++++ Source material

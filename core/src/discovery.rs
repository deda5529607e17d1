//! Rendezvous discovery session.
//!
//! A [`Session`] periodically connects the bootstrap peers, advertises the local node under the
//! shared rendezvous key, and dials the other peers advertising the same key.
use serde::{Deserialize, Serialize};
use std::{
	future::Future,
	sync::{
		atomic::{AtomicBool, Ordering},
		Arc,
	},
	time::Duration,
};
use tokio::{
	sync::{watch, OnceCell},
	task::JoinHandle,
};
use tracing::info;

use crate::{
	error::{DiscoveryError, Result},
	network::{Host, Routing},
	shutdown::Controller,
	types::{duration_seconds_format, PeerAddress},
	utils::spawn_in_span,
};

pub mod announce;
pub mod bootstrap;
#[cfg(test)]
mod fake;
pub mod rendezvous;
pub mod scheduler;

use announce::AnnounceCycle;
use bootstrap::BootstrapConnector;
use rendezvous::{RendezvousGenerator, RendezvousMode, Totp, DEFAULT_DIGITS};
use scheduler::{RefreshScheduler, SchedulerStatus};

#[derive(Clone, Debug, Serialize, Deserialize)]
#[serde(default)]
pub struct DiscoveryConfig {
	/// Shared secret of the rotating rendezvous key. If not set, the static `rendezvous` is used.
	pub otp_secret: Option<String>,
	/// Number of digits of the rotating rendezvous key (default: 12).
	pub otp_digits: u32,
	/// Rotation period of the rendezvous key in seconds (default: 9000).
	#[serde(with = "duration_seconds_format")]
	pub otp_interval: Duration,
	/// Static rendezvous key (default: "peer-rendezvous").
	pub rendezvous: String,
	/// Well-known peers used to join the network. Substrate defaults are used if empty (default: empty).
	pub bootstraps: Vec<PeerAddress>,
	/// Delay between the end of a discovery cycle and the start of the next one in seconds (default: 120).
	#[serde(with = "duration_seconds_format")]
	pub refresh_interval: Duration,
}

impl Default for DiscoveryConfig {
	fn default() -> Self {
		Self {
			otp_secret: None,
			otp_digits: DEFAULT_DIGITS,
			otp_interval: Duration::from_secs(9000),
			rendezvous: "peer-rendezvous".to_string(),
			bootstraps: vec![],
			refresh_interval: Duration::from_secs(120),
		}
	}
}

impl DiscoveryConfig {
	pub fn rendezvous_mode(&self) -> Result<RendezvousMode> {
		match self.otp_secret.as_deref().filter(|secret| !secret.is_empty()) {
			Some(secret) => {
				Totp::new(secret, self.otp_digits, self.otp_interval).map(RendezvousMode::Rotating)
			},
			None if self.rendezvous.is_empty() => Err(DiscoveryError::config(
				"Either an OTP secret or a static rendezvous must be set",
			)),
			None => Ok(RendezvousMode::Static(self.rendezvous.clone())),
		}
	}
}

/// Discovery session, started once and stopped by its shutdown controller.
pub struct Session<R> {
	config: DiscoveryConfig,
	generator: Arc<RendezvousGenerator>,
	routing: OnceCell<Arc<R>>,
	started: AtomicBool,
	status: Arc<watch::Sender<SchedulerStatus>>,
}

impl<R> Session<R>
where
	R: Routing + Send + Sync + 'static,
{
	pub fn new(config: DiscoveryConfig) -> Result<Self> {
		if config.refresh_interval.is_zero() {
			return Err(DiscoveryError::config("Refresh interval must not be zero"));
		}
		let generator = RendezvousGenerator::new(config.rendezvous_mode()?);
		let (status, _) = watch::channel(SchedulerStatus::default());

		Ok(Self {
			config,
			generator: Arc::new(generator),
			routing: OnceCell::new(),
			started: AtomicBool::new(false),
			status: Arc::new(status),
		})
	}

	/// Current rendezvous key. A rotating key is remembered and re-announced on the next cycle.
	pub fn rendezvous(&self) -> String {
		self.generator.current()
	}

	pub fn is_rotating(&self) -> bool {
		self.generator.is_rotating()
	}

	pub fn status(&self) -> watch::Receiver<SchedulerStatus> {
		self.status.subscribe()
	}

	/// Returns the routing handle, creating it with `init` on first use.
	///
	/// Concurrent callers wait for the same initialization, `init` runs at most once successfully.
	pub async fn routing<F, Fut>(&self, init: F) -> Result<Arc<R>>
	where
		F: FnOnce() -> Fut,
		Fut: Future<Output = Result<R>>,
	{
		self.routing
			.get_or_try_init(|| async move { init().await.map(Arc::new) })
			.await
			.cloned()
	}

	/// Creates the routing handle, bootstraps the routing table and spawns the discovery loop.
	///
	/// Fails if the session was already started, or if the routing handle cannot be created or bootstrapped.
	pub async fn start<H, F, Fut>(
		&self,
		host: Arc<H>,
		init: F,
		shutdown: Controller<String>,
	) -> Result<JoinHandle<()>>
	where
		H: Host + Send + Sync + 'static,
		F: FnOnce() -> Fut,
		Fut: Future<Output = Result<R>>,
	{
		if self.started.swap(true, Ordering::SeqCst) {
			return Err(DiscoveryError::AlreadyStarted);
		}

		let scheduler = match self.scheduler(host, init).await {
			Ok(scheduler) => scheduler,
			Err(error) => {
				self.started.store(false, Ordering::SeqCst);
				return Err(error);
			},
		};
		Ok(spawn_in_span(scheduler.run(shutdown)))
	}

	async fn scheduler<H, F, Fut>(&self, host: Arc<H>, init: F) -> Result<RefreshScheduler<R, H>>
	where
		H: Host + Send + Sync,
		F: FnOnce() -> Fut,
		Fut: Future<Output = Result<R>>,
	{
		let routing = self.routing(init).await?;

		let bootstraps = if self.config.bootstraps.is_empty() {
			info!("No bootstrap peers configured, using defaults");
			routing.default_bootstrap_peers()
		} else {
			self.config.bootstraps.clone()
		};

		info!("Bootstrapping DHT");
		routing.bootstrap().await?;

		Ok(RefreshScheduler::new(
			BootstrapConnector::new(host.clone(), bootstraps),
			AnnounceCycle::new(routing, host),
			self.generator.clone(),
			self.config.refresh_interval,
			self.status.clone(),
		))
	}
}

++++++++

- _Work order_:
What lines in the data hold the word "defaults"? Return them.

- _Solution for this problem_:
	/// Well-known peers used to join the network. Substrate defaults are used if empty (default: empty).
			info!("No bootstrap peers configured, using defaults");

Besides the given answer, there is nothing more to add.